Data to use:
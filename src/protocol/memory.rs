//! Scripted in-memory reply used to drive the decoder in tests.

use super::{PropertyStream, ValueType};
use crate::error::StreamError;

#[derive(Debug, Clone, PartialEq)]
pub enum Value {
    Double(f64),
    Int64(i64),
    Bool(bool),
    Uint32(u32),
    Str(String),
    Strings(Vec<String>),
}

impl Value {
    fn signature(&self) -> &'static str {
        match self {
            Value::Double(_) => "d",
            Value::Int64(_) => "x",
            Value::Bool(_) => "b",
            Value::Uint32(_) => "u",
            Value::Str(_) => "s",
            Value::Strings(_) => "as",
        }
    }
}

#[derive(Debug)]
struct Cursor {
    index: usize,
    name_read: bool,
    value_read: bool,
}

#[derive(Debug, Default)]
pub struct MemoryReply {
    entries: Vec<(String, Value)>,
    malformed: bool,
    trailing_data_at: Option<usize>,
    next: usize,
    open: bool,
    current: Option<Cursor>,
    pub close_count: usize,
}

impl MemoryReply {
    pub fn new<I, S>(entries: I) -> Self
    where
        I: IntoIterator<Item = (S, Value)>,
        S: Into<String>,
    {
        Self {
            entries: entries.into_iter().map(|(k, v)| (k.into(), v)).collect(),
            ..Default::default()
        }
    }

    /// A reply whose body is not `a{sv}`.
    pub fn malformed() -> Self {
        Self {
            malformed: true,
            ..Default::default()
        }
    }

    /// Make the entry at `index` report unread data when closed.
    pub fn with_trailing_data_at(mut self, index: usize) -> Self {
        self.trailing_data_at = Some(index);
        self
    }

    fn cursor(&mut self) -> Result<&mut Cursor, StreamError> {
        self.current
            .as_mut()
            .ok_or_else(|| StreamError::new("not inside a dictionary entry"))
    }

    fn take_value(&mut self) -> Result<Value, StreamError> {
        let cursor = self.cursor()?;
        if !cursor.name_read || cursor.value_read {
            return Err(StreamError::new("no variant at cursor"));
        }
        cursor.value_read = true;
        let index = cursor.index;
        Ok(self.entries[index].1.clone())
    }
}

impl PropertyStream for MemoryReply {
    fn open_properties(&mut self) -> Result<(), StreamError> {
        if self.malformed {
            return Err(StreamError::new("expected a{sv}, found s"));
        }
        self.open = true;
        Ok(())
    }

    fn next_entry(&mut self) -> Result<bool, StreamError> {
        if !self.open {
            return Err(StreamError::new("properties array not open"));
        }
        if self.next >= self.entries.len() {
            return Ok(false);
        }
        self.current = Some(Cursor {
            index: self.next,
            name_read: false,
            value_read: false,
        });
        self.next += 1;
        Ok(true)
    }

    fn read_name(&mut self) -> Result<String, StreamError> {
        let cursor = self.cursor()?;
        if cursor.name_read {
            return Err(StreamError::new("name already read"));
        }
        cursor.name_read = true;
        let index = cursor.index;
        Ok(self.entries[index].0.clone())
    }

    fn peek_value_type(&mut self) -> Result<ValueType, StreamError> {
        let cursor = self.cursor()?;
        if !cursor.name_read || cursor.value_read {
            return Err(StreamError::new("no variant at cursor"));
        }
        let index = cursor.index;
        Ok(ValueType::from_signature(self.entries[index].1.signature()))
    }

    fn read_f64(&mut self) -> Result<f64, StreamError> {
        match self.take_value()? {
            Value::Double(d) => Ok(d),
            other => Err(StreamError::new(format!("expected d, found {}", other.signature()))),
        }
    }

    fn read_i64(&mut self) -> Result<i64, StreamError> {
        match self.take_value()? {
            Value::Int64(x) => Ok(x),
            other => Err(StreamError::new(format!("expected x, found {}", other.signature()))),
        }
    }

    fn read_bool(&mut self) -> Result<bool, StreamError> {
        match self.take_value()? {
            Value::Bool(b) => Ok(b),
            other => Err(StreamError::new(format!("expected b, found {}", other.signature()))),
        }
    }

    fn skip_value(&mut self) -> Result<(), StreamError> {
        self.take_value().map(|_| ())
    }

    fn close_entry(&mut self) -> Result<(), StreamError> {
        let cursor = self
            .current
            .take()
            .ok_or_else(|| StreamError::new("not inside a dictionary entry"))?;
        if !cursor.value_read || self.trailing_data_at == Some(cursor.index) {
            return Err(StreamError::new("unread data in dictionary entry"));
        }
        Ok(())
    }

    fn close_properties(&mut self) {
        self.current = None;
        self.open = false;
        self.close_count += 1;
    }
}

Description of the task:
Please write out the whole of the material exactly.

Answer box:
filename src/protocol/memory.rs
//! Scripted in-memory reply used to drive the decoder in tests.

use super::{PropertyStream, ValueType};
use crate::error::StreamError;

#[derive(Debug, Clone, PartialEq)]
pub enum Value {
    Double(f64),
    Int64(i64),
    Bool(bool),
    Uint32(u32),
    Str(String),
    Strings(Vec<String>),
}

impl Value {
    fn signature(&self) -> &'static str {
        match self {
            Value::Double(_) => "d",
            Value::Int64(_) => "x",
            Value::Bool(_) => "b",
            Value::Uint32(_) => "u",
            Value::Str(_) => "s",
            Value::Strings(_) => "as",
        }
    }
}

#[derive(Debug)]
struct Cursor {
    index: usize,
    name_read: bool,
    value_read: bool,
}

#[derive(Debug, Default)]
pub struct MemoryReply {
    entries: Vec<(String, Value)>,
    malformed: bool,
    trailing_data_at: Option<usize>,
    next: usize,
    open: bool,
    current: Option<Cursor>,
    pub close_count: usize,
}

impl MemoryReply {
    pub fn new<I, S>(entries: I) -> Self
    where
        I: IntoIterator<Item = (S, Value)>,
        S: Into<String>,
    {
        Self {
            entries: entries.into_iter().map(|(k, v)| (k.into(), v)).collect(),
            ..Default::default()
        }
    }

    /// A reply whose body is not `a{sv}`.
    pub fn malformed() -> Self {
        Self {
            malformed: true,
            ..Default::default()
        }
    }

    /// Make the entry at `index` report unread data when closed.
    pub fn with_trailing_data_at(mut self, index: usize) -> Self {
        self.trailing_data_at = Some(index);
        self
    }

    fn cursor(&mut self) -> Result<&mut Cursor, StreamError> {
        self.current
            .as_mut()
            .ok_or_else(|| StreamError::new("not inside a dictionary entry"))
    }

    fn take_value(&mut self) -> Result<Value, StreamError> {
        let cursor = self.cursor()?;
        if !cursor.name_read || cursor.value_read {
            return Err(StreamError::new("no variant at cursor"));
        }
        cursor.value_read = true;
        let index = cursor.index;
        Ok(self.entries[index].1.clone())
    }
}

impl PropertyStream for MemoryReply {
    fn open_properties(&mut self) -> Result<(), StreamError> {
        if self.malformed {
            return Err(StreamError::new("expected a{sv}, found s"));
        }
        self.open = true;
        Ok(())
    }

    fn next_entry(&mut self) -> Result<bool, StreamError> {
        if !self.open {
            return Err(StreamError::new("properties array not open"));
        }
        if self.next >= self.entries.len() {
            return Ok(false);
        }
        self.current = Some(Cursor {
            index: self.next,
            name_read: false,
            value_read: false,
        });
        self.next += 1;
        Ok(true)
    }

    fn read_name(&mut self) -> Result<String, StreamError> {
        let cursor = self.cursor()?;
        if cursor.name_read {
            return Err(StreamError::new("name already read"));
        }
        cursor.name_read = true;
        let index = cursor.index;
        Ok(self.entries[index].0.clone())
    }

    fn peek_value_type(&mut self) -> Result<ValueType, StreamError> {
        let cursor = self.cursor()?;
        if !cursor.name_read || cursor.value_read {
            return Err(StreamError::new("no variant at cursor"));
        }
        let index = cursor.index;
        Ok(ValueType::from_signature(self.entries[index].1.signature()))
    }

    fn read_f64(&mut self) -> Result<f64, StreamError> {
        match self.take_value()? {
            Value::Double(d) => Ok(d),
            other => Err(StreamError::new(format!("expected d, found {}", other.signature()))),
        }
    }

    fn read_i64(&mut self) -> Result<i64, StreamError> {
        match self.take_value()? {
            Value::Int64(x) => Ok(x),
            other => Err(StreamError::new(format!("expected x, found {}", other.signature()))),
        }
    }

    fn read_bool(&mut self) -> Result<bool, StreamError> {
        match self.take_value()? {
            Value::Bool(b) => Ok(b),
            other => Err(StreamError::new(format!("expected b, found {}", other.signature()))),
        }
    }

    fn skip_value(&mut self) -> Result<(), StreamError> {
        self.take_value().map(|_| ())
    }

    fn close_entry(&mut self) -> Result<(), StreamError> {
        let cursor = self
            .current
            .take()
            .ok_or_else(|| StreamError::new("not inside a dictionary entry"))?;
        if !cursor.value_read || self.trailing_data_at == Some(cursor.index) {
            return Err(StreamError::new("unread data in dictionary entry"));
        }
        Ok(())
    }

    fn close_properties(&mut self) {
        self.current = None;
        self.open = false;
        self.close_count += 1;
    }
}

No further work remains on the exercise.